- **Data shown**:
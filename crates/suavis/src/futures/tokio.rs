use core::{future::Future, pin::Pin, time::Duration};

use super::{IdAllocatorAsyncExt, SleepProvider};
use crate::{IdAllocator, Result, SnowflakeId};

/// A [`SleepProvider`] backed by Tokio's timer.
///
/// This is the default provider for async applications built on Tokio.
pub struct TokioSleep;

impl SleepProvider for TokioSleep {
    type Sleep = tokio::time::Sleep;

    fn sleep_for(dur: Duration) -> Self::Sleep {
        tokio::time::sleep(dur)
    }
}

/// A [`SleepProvider`] that yields to the Tokio scheduler instead of arming a
/// timer.
///
/// Waiting tasks are polled again as soon as the scheduler gets to them, which
/// keeps latency low when few tasks contend for one allocator. Under heavy
/// contention the tighter polling loop burns more CPU than [`TokioSleep`].
pub struct TokioYield;

impl SleepProvider for TokioYield {
    /// `yield_now()` returns a private future type, hence the box.
    type Sleep = Pin<Box<dyn Future<Output = ()> + Send>>;

    fn sleep_for(_dur: Duration) -> Self::Sleep {
        Box::pin(tokio::task::yield_now())
    }
}

/// Extension trait for awaiting IDs on the
/// [`tokio`](https://docs.rs/tokio) runtime without naming a
/// [`SleepProvider`].
pub trait IdAllocatorAsyncTokioExt {
    /// Returns a future that resolves to the next available ID, waiting with
    /// [`TokioSleep`].
    ///
    /// # Errors
    ///
    /// Resolves to the same errors as [`IdAllocator::next_id`].
    fn next_id_async(&self) -> impl Future<Output = Result<SnowflakeId>>;
}

impl<A> IdAllocatorAsyncTokioExt for A
where
    A: IdAllocator + Sync + ?Sized,
{
    fn next_id_async(&self) -> impl Future<Output = Result<SnowflakeId>> {
        <Self as IdAllocatorAsyncExt>::try_next_id_async::<TokioSleep>(self)
    }
}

- **About this task**: Transcribe, exactly and without additions, the lines of the records above, beginning with the line that contains "fn sleep_for(dur: Duration)" and ending with the line that contains "allocator. Under heavy", both included.

- **Solution below**:
    fn sleep_for(dur: Duration) -> Self::Sleep {
        tokio::time::sleep(dur)
    }
}

/// A [`SleepProvider`] that yields to the Tokio scheduler instead of arming a
/// timer.
///
/// Waiting tasks are polled again as soon as the scheduler gets to them, which
/// keeps latency low when few tasks contend for one allocator. Under heavy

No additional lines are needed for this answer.